Aphids are despised by farmers in temperate climates worldwide and for obvious reasons. Aphids will reproduce quickly on certain plants until the stem and leaves are covered in these plump squishy insects. They feed by piercing a plant with sharp mouth parts and sucking sugar-rich fluid from the phloem where sugars are transported. Not only does this starve the plant, but aphids also introduce pathogens like viruses.  

Aphids use a simple but effective defense to escape predators. When an aphid is attacked or under duress it ejects an alarm pheromone from exhaust-pipe looking features protruding from the back called cornicles. This is a signal to other aphids to drop off of their leaf or stem. A once-successful predator that gets marked by the alarm pheromone will have less success catching more aphids.

While the apparent natural defense of an aphid is to simply let go of whatever it is they are attached to, they have another fierce arthropod ally. Certain species of ants will actively farm aphids for their sweet digestive waste called honeydew. These farming ants will manage herds, and even carry aphid eggs underground to nest with their own during the winter. Most importantly, ants defend aphids from other predators like lady beetles and their larvae.  

The first thing to do if a plant is infested with aphids is to wash them off thoroughly with water.

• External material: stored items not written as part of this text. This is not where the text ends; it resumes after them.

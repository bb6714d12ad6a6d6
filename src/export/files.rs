//! Writing transcripts to disk.
//!
//! One file per series (`<slug>_roteiro.txt`) and one combined file for
//! every generated series (`todas_ideias_geradas.txt`).

use std::path::{Path, PathBuf};

use anyhow::{Context, Result};
use tokio::fs;

use super::transcript::{format_bulk, format_series};
use crate::domain::Series;

/// File name of the combined transcript
pub const BULK_FILE_NAME: &str = "todas_ideias_geradas.txt";

/// Suffix appended to every single-series file name
const SERIES_FILE_SUFFIX: &str = "_roteiro.txt";

/// File name for a series transcript.
///
/// ASCII letters and digits are kept (lowercased); anything else becomes
/// `_`, one per UTF-16 code unit.
pub fn series_file_name(title: &str) -> String {
    let mut slug = String::with_capacity(title.len());
    for c in title.chars() {
        if c.is_ascii_alphanumeric() {
            slug.push(c.to_ascii_lowercase());
        } else {
            slug.extend(std::iter::repeat('_').take(c.len_utf16()));
        }
    }
    slug + SERIES_FILE_SUFFIX
}

async fn write_text(dir: &Path, file_name: &str, text: &str) -> Result<PathBuf> {
    fs::create_dir_all(dir)
        .await
        .with_context(|| format!("Failed to create output directory: {}", dir.display()))?;

    let path = dir.join(file_name);
    fs::write(&path, text)
        .await
        .with_context(|| format!("Failed to write transcript: {}", path.display()))?;

    tracing::debug!("Wrote {} bytes to {}", text.len(), path.display());
    Ok(path)
}

/// Write the full transcript of one series into `dir`
pub async fn write_series_file(dir: &Path, series: &Series) -> Result<PathBuf> {
    write_text(dir, &series_file_name(&series.title), &format_series(series)).await
}

/// Write the combined transcript of `series` into `dir`
pub async fn write_bulk_file(dir: &Path, series: &[Series]) -> Result<PathBuf> {
    write_text(dir, BULK_FILE_NAME, &format_bulk(series)).await
}

#[cfg(test)]
mod tests {
    use super::*;
    use crate::domain::Episode;
    use tempfile::TempDir;

    #[test]
    fn test_series_file_name_slug() {
        assert_eq!(
            series_file_name("OS 10 DESASTRES QUE MOLDARAM O DINHEIRO"),
            "os_10_desastres_que_moldaram_o_dinheiro_roteiro.txt"
        );
        assert_eq!(series_file_name("Crise & Pânico!"), "crise___p_nico__roteiro.txt");
        assert_eq!(series_file_name(""), "_roteiro.txt");
    }

    #[test]
    fn test_astral_characters_take_two_underscores() {
        assert_eq!(series_file_name("a📉b"), "a__b_roteiro.txt");
    }

    #[tokio::test]
    async fn test_write_series_file_creates_directory() {
        let temp = TempDir::new().unwrap();
        let dir = temp.path().join("roteiros");
        let series = Series::new("Bolhas", "D").with_episode(Episode::new("T", "H", "N", "K", "L"));

        let path = write_series_file(&dir, &series).await.unwrap();

        assert_eq!(path, dir.join("bolhas_roteiro.txt"));
        assert_eq!(std::fs::read_to_string(&path).unwrap(), format_series(&series));
    }

    #[tokio::test]
    async fn test_write_bulk_file() {
        let temp = TempDir::new().unwrap();
        let series = vec![Series::new("A", "a"), Series::new("B", "b")];

        let path = write_bulk_file(temp.path(), &series).await.unwrap();

        assert_eq!(path.file_name().unwrap(), BULK_FILE_NAME);
        assert_eq!(std::fs::read_to_string(&path).unwrap(), format_bulk(&series));
    }
}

Most of the displaced aphids will not find their way back to the plant. Water also washes away the sticky, sugary honeydew that feeds mold. To prevent aphids from recolonizing a plant, spray the plant with an adequately-diluted mix of soapy water and any variety of herbal oils that have been shown to deter insects.

Control ants in the area that may be actively re-establishing the aphids on plants. Check the area around your garden for weeds that harbor aphid colonies like mustards and sowthistle. Aphids can also thrive on the newer growth in the inner branches of trees. Natural predators of aphids like lady beetles (ladybird beetles, lady bugs) can be purchased at a local gardening store or online.